## Working data

use crate::paths::is_app_key;
use crate::store::FileStore;
use serde::Serialize;
use std::sync::Arc;
use std::time::Duration;
use tokio::sync::broadcast;

const CHANNEL_CAPACITY: usize = 64;

/// Something changed; observers should re-read progress from the store.
/// Events carry no state on purpose: the store is the only source of truth.
#[derive(Debug, Clone, PartialEq, Eq, Serialize)]
#[serde(tag = "type", rename_all = "snake_case")]
pub enum ProgressEvent {
    /// Written by this process.
    Local,
    /// Another process changed `key`.
    External { key: String },
}

/// Progress-changed broadcaster shared by everything in one process.
#[derive(Debug, Clone)]
pub struct Notifier {
    tx: broadcast::Sender<ProgressEvent>,
}

impl Default for Notifier {
    fn default() -> Self {
        Self::new()
    }
}

impl Notifier {
    pub fn new() -> Self {
        let (tx, _) = broadcast::channel(CHANNEL_CAPACITY);
        Self { tx }
    }

    pub fn subscribe(&self) -> broadcast::Receiver<ProgressEvent> {
        self.tx.subscribe()
    }

    /// Emit after a write in this process. Delivery is synchronous into each
    /// receiver's queue; having no receivers is fine.
    pub fn notify_local(&self) {
        let _ = self.tx.send(ProgressEvent::Local);
    }

    pub fn notify_external(&self, key: &str) {
        let _ = self.tx.send(ProgressEvent::External {
            key: key.to_string(),
        });
    }
}

// ---------------------------------------------------------------------------
// StoreWatcher
// ---------------------------------------------------------------------------

/// Polls a shared [`FileStore`] for writes made by other processes and
/// rebroadcasts them on the local [`Notifier`]. Keys outside the
/// application namespace are ignored.
pub struct StoreWatcher {
    store: Arc<FileStore>,
    notifier: Notifier,
}

impl StoreWatcher {
    pub fn new(store: Arc<FileStore>, notifier: Notifier) -> Self {
        Self { store, notifier }
    }

    /// One poll. Returns the number of events emitted.
    ///
    /// Always diffs the file against the observed snapshot: two writes can
    /// share an mtime, so the timestamp alone cannot rule out a change.
    pub fn tick(&mut self) -> usize {
        let changed: Vec<String> = self
            .store
            .refresh()
            .into_iter()
            .filter(|k| is_app_key(k))
            .collect();
        for key in &changed {
            tracing::debug!(key = %key, "external store change");
            self.notifier.notify_external(key);
        }
        changed.len()
    }

    /// Poll forever. Fire-and-forget: a missed change only delays a refresh.
    pub async fn run(mut self, interval: Duration) {
        loop {
            tokio::time::sleep(interval).await;
            self.tick();
        }
    }
}

// ---------------------------------------------------------------------------
// Tests
// ---------------------------------------------------------------------------

#[cfg(test)]
mod tests {
    use super::*;
    use crate::store::Store;
    use tempfile::TempDir;
    use tokio::sync::broadcast::error::TryRecvError;

    fn drain(rx: &mut broadcast::Receiver<ProgressEvent>) -> Vec<ProgressEvent> {
        let mut events = Vec::new();
        loop {
            match rx.try_recv() {
                Ok(ev) => events.push(ev),
                Err(TryRecvError::Empty) | Err(TryRecvError::Closed) => break,
                Err(TryRecvError::Lagged(_)) => continue,
            }
        }
        events
    }

    #[test]
    fn local_notification_reaches_every_subscriber() {
        let notifier = Notifier::new();
        let mut a = notifier.subscribe();
        let mut b = notifier.clone().subscribe();
        notifier.notify_local();
        assert_eq!(drain(&mut a), vec![ProgressEvent::Local]);
        assert_eq!(drain(&mut b), vec![ProgressEvent::Local]);
    }

    #[test]
    fn notify_without_subscribers_is_harmless() {
        let notifier = Notifier::new();
        notifier.notify_local();
        notifier.notify_external("ai-business-os:phase-progress");
    }

    #[test]
    fn watcher_reports_other_process_writes() {
        let dir = TempDir::new().unwrap();
        let path = dir.path().join("store.json");
        let ours = Arc::new(FileStore::open(&path));
        let theirs = FileStore::open(&path);

        let notifier = Notifier::new();
        let mut rx = notifier.subscribe();
        let mut watcher = StoreWatcher::new(ours, notifier);

        theirs.set("ai-business-os:phase-progress", "{}");
        theirs.set("unrelated-widget", "1");

        assert_eq!(watcher.tick(), 1);
        assert_eq!(
            drain(&mut rx),
            vec![ProgressEvent::External {
                key: "ai-business-os:phase-progress".to_string()
            }]
        );
    }

    #[test]
    fn watcher_reports_writes_sharing_an_mtime() {
        let dir = TempDir::new().unwrap();
        let path = dir.path().join("store.json");
        let ours = Arc::new(FileStore::open(&path));
        let theirs = FileStore::open(&path);

        let notifier = Notifier::new();
        let mut rx = notifier.subscribe();
        let mut watcher = StoreWatcher::new(ours, notifier);

        theirs.set("ai-business-os:business-name", "Crumb");
        assert_eq!(watcher.tick(), 1);
        let first = std::fs::metadata(&path).unwrap().modified().unwrap();

        theirs.set("ai-business-os:business-name", "Crumb & Co");
        std::fs::File::options()
            .write(true)
            .open(&path)
            .unwrap()
            .set_modified(first)
            .unwrap();

        assert_eq!(watcher.tick(), 1);
        assert_eq!(drain(&mut rx).len(), 2);
    }

    #[test]
    fn watcher_never_reports_own_writes() {
        let dir = TempDir::new().unwrap();
        let store = Arc::new(FileStore::open(dir.path().join("store.json")));
        let notifier = Notifier::new();
        let mut rx = notifier.subscribe();
        let mut watcher = StoreWatcher::new(store.clone(), notifier);

        store.set("ai-business-os:phase-progress", "{}");
        assert_eq!(watcher.tick(), 0);
        assert!(drain(&mut rx).is_empty());
    }

    #[test]
    fn event_serializes_with_type_tag() {
        let ev = ProgressEvent::External {
            key: "ai-business-os:selected-idea".to_string(),
        };
        assert_eq!(
            serde_json::to_value(ev).unwrap(),
            serde_json::json!({ "type": "external", "key": "ai-business-os:selected-idea" })
        );
    }

    #[tokio::test]
    async fn run_loop_picks_up_changes() {
        let dir = TempDir::new().unwrap();
        let path = dir.path().join("store.json");
        let ours = Arc::new(FileStore::open(&path));
        let theirs = FileStore::open(&path);

        let notifier = Notifier::new();
        let mut rx = notifier.subscribe();
        let handle = tokio::spawn(
            StoreWatcher::new(ours, notifier).run(Duration::from_millis(10)),
        );

        theirs.set("ai-business-os:selected-idea", "{}");
        let ev = tokio::time::timeout(Duration::from_secs(5), rx.recv())
            .await
            .expect("watcher did not fire")
            .unwrap();
        assert_eq!(
            ev,
            ProgressEvent::External {
                key: "ai-business-os:selected-idea".to_string()
            }
        );
        handle.abort();
    }
}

## Task goal
The full listing must be retyped precisely, with no line left out.

## Exercise response
use crate::paths::is_app_key;
use crate::store::FileStore;
use serde::Serialize;
use std::sync::Arc;
use std::time::Duration;
use tokio::sync::broadcast;

const CHANNEL_CAPACITY: usize = 64;

/// Something changed; observers should re-read progress from the store.
/// Events carry no state on purpose: the store is the only source of truth.
#[derive(Debug, Clone, PartialEq, Eq, Serialize)]
#[serde(tag = "type", rename_all = "snake_case")]
pub enum ProgressEvent {
    /// Written by this process.
    Local,
    /// Another process changed `key`.
    External { key: String },
}

/// Progress-changed broadcaster shared by everything in one process.
#[derive(Debug, Clone)]
pub struct Notifier {
    tx: broadcast::Sender<ProgressEvent>,
}

impl Default for Notifier {
    fn default() -> Self {
        Self::new()
    }
}

impl Notifier {
    pub fn new() -> Self {
        let (tx, _) = broadcast::channel(CHANNEL_CAPACITY);
        Self { tx }
    }

    pub fn subscribe(&self) -> broadcast::Receiver<ProgressEvent> {
        self.tx.subscribe()
    }

    /// Emit after a write in this process. Delivery is synchronous into each
    /// receiver's queue; having no receivers is fine.
    pub fn notify_local(&self) {
        let _ = self.tx.send(ProgressEvent::Local);
    }

    pub fn notify_external(&self, key: &str) {
        let _ = self.tx.send(ProgressEvent::External {
            key: key.to_string(),
        });
    }
}

// ---------------------------------------------------------------------------
// StoreWatcher
// ---------------------------------------------------------------------------

/// Polls a shared [`FileStore`] for writes made by other processes and
/// rebroadcasts them on the local [`Notifier`]. Keys outside the
/// application namespace are ignored.
pub struct StoreWatcher {
    store: Arc<FileStore>,
    notifier: Notifier,
}

impl StoreWatcher {
    pub fn new(store: Arc<FileStore>, notifier: Notifier) -> Self {
        Self { store, notifier }
    }

    /// One poll. Returns the number of events emitted.
    ///
    /// Always diffs the file against the observed snapshot: two writes can
    /// share an mtime, so the timestamp alone cannot rule out a change.
    pub fn tick(&mut self) -> usize {
        let changed: Vec<String> = self
            .store
            .refresh()
            .into_iter()
            .filter(|k| is_app_key(k))
            .collect();
        for key in &changed {
            tracing::debug!(key = %key, "external store change");
            self.notifier.notify_external(key);
        }
        changed.len()
    }

    /// Poll forever. Fire-and-forget: a missed change only delays a refresh.
    pub async fn run(mut self, interval: Duration) {
        loop {
            tokio::time::sleep(interval).await;
            self.tick();
        }
    }
}

// ---------------------------------------------------------------------------
// Tests
// ---------------------------------------------------------------------------

#[cfg(test)]
mod tests {
    use super::*;
    use crate::store::Store;
    use tempfile::TempDir;
    use tokio::sync::broadcast::error::TryRecvError;

    fn drain(rx: &mut broadcast::Receiver<ProgressEvent>) -> Vec<ProgressEvent> {
        let mut events = Vec::new();
        loop {
            match rx.try_recv() {
                Ok(ev) => events.push(ev),
                Err(TryRecvError::Empty) | Err(TryRecvError::Closed) => break,
                Err(TryRecvError::Lagged(_)) => continue,
            }
        }
        events
    }

    #[test]
    fn local_notification_reaches_every_subscriber() {
        let notifier = Notifier::new();
        let mut a = notifier.subscribe();
        let mut b = notifier.clone().subscribe();
        notifier.notify_local();
        assert_eq!(drain(&mut a), vec![ProgressEvent::Local]);
        assert_eq!(drain(&mut b), vec![ProgressEvent::Local]);
    }

    #[test]
    fn notify_without_subscribers_is_harmless() {
        let notifier = Notifier::new();
        notifier.notify_local();
        notifier.notify_external("ai-business-os:phase-progress");
    }

    #[test]
    fn watcher_reports_other_process_writes() {
        let dir = TempDir::new().unwrap();
        let path = dir.path().join("store.json");
        let ours = Arc::new(FileStore::open(&path));
        let theirs = FileStore::open(&path);

        let notifier = Notifier::new();
        let mut rx = notifier.subscribe();
        let mut watcher = StoreWatcher::new(ours, notifier);

        theirs.set("ai-business-os:phase-progress", "{}");
        theirs.set("unrelated-widget", "1");

        assert_eq!(watcher.tick(), 1);
        assert_eq!(
            drain(&mut rx),
            vec![ProgressEvent::External {
                key: "ai-business-os:phase-progress".to_string()
            }]
        );
    }

    #[test]
    fn watcher_reports_writes_sharing_an_mtime() {
        let dir = TempDir::new().unwrap();
        let path = dir.path().join("store.json");
        let ours = Arc::new(FileStore::open(&path));
        let theirs = FileStore::open(&path);

        let notifier = Notifier::new();
        let mut rx = notifier.subscribe();
        let mut watcher = StoreWatcher::new(ours, notifier);

        theirs.set("ai-business-os:business-name", "Crumb");
        assert_eq!(watcher.tick(), 1);
        let first = std::fs::metadata(&path).unwrap().modified().unwrap();

        theirs.set("ai-business-os:business-name", "Crumb & Co");
        std::fs::File::options()
            .write(true)
            .open(&path)
            .unwrap()
            .set_modified(first)
            .unwrap();

        assert_eq!(watcher.tick(), 1);
        assert_eq!(drain(&mut rx).len(), 2);
    }

    #[test]
    fn watcher_never_reports_own_writes() {
        let dir = TempDir::new().unwrap();
        let store = Arc::new(FileStore::open(dir.path().join("store.json")));
        let notifier = Notifier::new();
        let mut rx = notifier.subscribe();
        let mut watcher = StoreWatcher::new(store.clone(), notifier);

        store.set("ai-business-os:phase-progress", "{}");
        assert_eq!(watcher.tick(), 0);
        assert!(drain(&mut rx).is_empty());
    }

    #[test]
    fn event_serializes_with_type_tag() {
        let ev = ProgressEvent::External {
            key: "ai-business-os:selected-idea".to_string(),
        };
        assert_eq!(
            serde_json::to_value(ev).unwrap(),
            serde_json::json!({ "type": "external", "key": "ai-business-os:selected-idea" })
        );
    }

    #[tokio::test]
    async fn run_loop_picks_up_changes() {
        let dir = TempDir::new().unwrap();
        let path = dir.path().join("store.json");
        let ours = Arc::new(FileStore::open(&path));
        let theirs = FileStore::open(&path);

        let notifier = Notifier::new();
        let mut rx = notifier.subscribe();
        let handle = tokio::spawn(
            StoreWatcher::new(ours, notifier).run(Duration::from_millis(10)),
        );

        theirs.set("ai-business-os:selected-idea", "{}");
        let ev = tokio::time::timeout(Duration::from_secs(5), rx.recv())
            .await
            .expect("watcher did not fire")
            .unwrap();
        assert_eq!(
            ev,
            ProgressEvent::External {
                key: "ai-business-os:selected-idea".to_string()
            }
        );
        handle.abort();
    }
}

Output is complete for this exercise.